ディフェンサーは振り返らなかったが、片手の武器を掲げて振り回してみせた。


ばきん、と指の関節を鳴らしたリボルバーは上空を睨み付けた。
鈴音に背を向け、声を上げる。

「しっかり待っててくれよ、スズ姉さん! なぁに、十五分も掛からねぇよ!」

どん、と足元を蹴り上げたリボルバーは、一直線に飛んでいった。
あたしはその先に、ちらほらと小さな影が見えていることに気付いた。
それはどんどんと増えていて、最初は数える程度だったのに、今はもう無数だ。
隊列を組んでいるのか、あの銀色の機体が真正面にいる。余裕を示すように、こちらを見下ろしていた。
ここまで近付いてやっと気付いたが、その機体の目の色は、ナイトレイヴンとまるで同じだった。
ボディラインもほとんど同じで、ナイトレイヴンを銀色にしたらああなる、というようなものだった。
あたしは髪を押さえ、ふと鈴音へ目をやる。
鈴音はずっと、リボルバーの飛び去った方を見ていて、銀色のナイトレイヴンは目に入っていないようだった。
いつのまにかマリーはいなくなっていて、その代わり、遥か上空に純白の機体が見えた。
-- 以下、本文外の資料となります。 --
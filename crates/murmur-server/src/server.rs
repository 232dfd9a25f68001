//! Chat HTTP server lifecycle management.
//!
//! [`start_server`] binds the configured address and serves until
//! `Ctrl-C` (or `SIGTERM` on Unix). [`serve`] runs on an already bound
//! listener with a caller-supplied shutdown future, which tests use with
//! an ephemeral port.

use std::future::Future;
use std::net::SocketAddr;
use std::sync::Arc;

use tokio::net::TcpListener;
use tracing::info;

use crate::config::ServerConfig;
use crate::router::build_router;
use crate::state::AppState;

/// Errors that can occur when starting or running the chat server.
#[derive(Debug, thiserror::Error)]
pub enum ServerError {
    /// Failed to bind to the network address.
    #[error("bind error: {0}")]
    Bind(String),

    /// The server encountered a fatal error while serving.
    #[error("serve error: {0}")]
    Serve(String),
}

/// Bind to the configured address and serve until a shutdown signal.
///
/// # Errors
///
/// Returns an error if the address is invalid, the TCP listener cannot
/// bind, or the server encounters a fatal I/O error.
pub async fn start_server(config: &ServerConfig, state: Arc<AppState>) -> Result<(), ServerError> {
    let addr: SocketAddr = format!("{}:{}", config.host, config.port)
        .parse()
        .map_err(|e| ServerError::Bind(format!("invalid address: {e}")))?;

    let listener = TcpListener::bind(addr)
        .await
        .map_err(|e| ServerError::Bind(format!("bind failed on {addr}: {e}")))?;

    serve(listener, state, shutdown_signal()).await
}

/// Serve requests on `listener` until `shutdown` resolves.
///
/// # Errors
///
/// Returns [`ServerError::Serve`] if the server hits a fatal I/O error.
pub async fn serve(
    listener: TcpListener,
    state: Arc<AppState>,
    shutdown: impl Future<Output = ()> + Send + 'static,
) -> Result<(), ServerError> {
    let addr = listener
        .local_addr()
        .map_err(|e| ServerError::Bind(format!("no local address: {e}")))?;
    info!(%addr, "Chat server listening");

    axum::serve(listener, build_router(state))
        .with_graceful_shutdown(shutdown)
        .await
        .map_err(|e| ServerError::Serve(format!("serve error: {e}")))?;

    info!("Chat server stopped");
    Ok(())
}

/// Resolves on `Ctrl-C`, or `SIGTERM` on Unix.
async fn shutdown_signal() {
    let ctrl_c = async {
        if let Err(e) = tokio::signal::ctrl_c().await {
            tracing::warn!(error = %e, "Failed to listen for Ctrl-C");
            std::future::pending::<()>().await;
        }
    };

    #[cfg(unix)]
    let terminate = async {
        match tokio::signal::unix::signal(tokio::signal::unix::SignalKind::terminate()) {
            Ok(mut sig) => {
                sig.recv().await;
            }
            Err(e) => {
                tracing::warn!(error = %e, "Failed to listen for SIGTERM");
                std::future::pending::<()>().await;
            }
        }
    };

    #[cfg(not(unix))]
    let terminate = std::future::pending::<()>();

    tokio::select! {
        () = ctrl_c => {},
        () = terminate => {},
    }
    info!("Shutdown signal received");
}
//! The persisted message document and the id allocation policy shared by
//! every backend.

use murmur_types::ChatMessage;
use serde::{Deserialize, Serialize};

use crate::error::StoreError;

/// On-disk layout: `{"messages": [...]}` in append order.
#[derive(Debug, Clone, Default, PartialEq, Eq, Serialize, Deserialize)]
pub struct MessageDocument {
    /// Every stored message, oldest first.
    #[serde(default)]
    pub messages: Vec<ChatMessage>,
}

impl MessageDocument {
    /// Next free id: one past the highest id present, scanned per write.
    pub fn next_id(&self) -> u64 {
        self.messages
            .iter()
            .filter_map(|m| m.id)
            .max()
            .map_or(1, |max| max.saturating_add(1))
    }

    /// Append `message` under a freshly allocated id and return the stored copy.
    pub fn append(&mut self, mut message: ChatMessage) -> ChatMessage {
        message.id = Some(self.next_id());
        self.messages.push(message.clone());
        message
    }

    /// Replace the text of message `id`, stamping `edited_at`.
    ///
    /// # Errors
    ///
    /// Returns [`StoreError::NotFound`] if no message has that id, or
    /// [`StoreError::Rejected`] if `text` is blank.
    pub fn update_text(
        &mut self,
        id: u64,
        text: &str,
        edited_at: i64,
    ) -> Result<ChatMessage, StoreError> {
        let message = self
            .messages
            .iter_mut()
            .find(|m| m.id == Some(id))
            .ok_or(StoreError::NotFound(id))?;
        message.edit(text, edited_at)?;
        Ok(message.clone())
    }
}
プラチナだ
空中で静止しているディフェンサーの腕の手前にプラチナは浮かんでいて、武器を抜かずに構えている。
しなやかなボディラインの背に伸ばされた純白の翼には、電流が走り、大きく広げられていた。


戦いは、既に始まっている。



「由佳さん」

あたしは、彼の声に振り返った。
ナイトの扮装を脱いで、マスクを元に戻す。マリンブルーを、口元に被せる。
しゃこん、とレモンイエローのゴーグルで目元を被ってから、あたしに顔を向ける。
背中の翼は、二倍ほどの大きさになっていた。彼が、戦いに行く姿だ。
あたしは何か言おうと思ったが、その前に肩へ腕を回され、すぐに抱き竦められた。
目の前のスカイブルーの胸装甲からは、じんわりとした熱さが、彼の熱が伝わってくる。
肩に当てられた手を軽く押され、あたしは離される。離れてしまうことが、凄く惜しいことに思えた。
インパルサーは、いつもと色の違うあたしの髪を軽く撫でる。

「すぐに、終わらせてきますから。ちゃんとここで、待っていて下さいね」


「パル!」

背中を向けて飛び立とうとした彼を、思わず呼び止めてしまった。
浮かびながら振り返ったパルに、あたしは何も言えなかった。
だけど、何か言いたい。


「いってらっしゃい」

やっと出てきた言葉は、こんなものにしかならなかった。
彼は意外そうにしていたが、敬礼し、頷いた。

「行ってきます」


すぐに、青いボディは上空へ消えていった。
季節の移り変わりと共に青が弱まった空に、存在感のある色のインパルサーは馴染まない。
グラウンドや校舎から聞こえてくるざわめきは、これから始まる事に対しての期待に満ちている。
傍目に見れば、これは演劇の延長でしかないからだ。そう思わせる手筈を踏んできたのだから、当然だ。
パルの起こした風があたしの衣装と髪を揺らし、気を緩めたら霞んでしまいそうな視界を明瞭にさせてくれた。


空に消えたパルの姿は、もう、いくら探しても見つからなかった。

見えるのは。


あの、銀色のアドバンサーだけだった。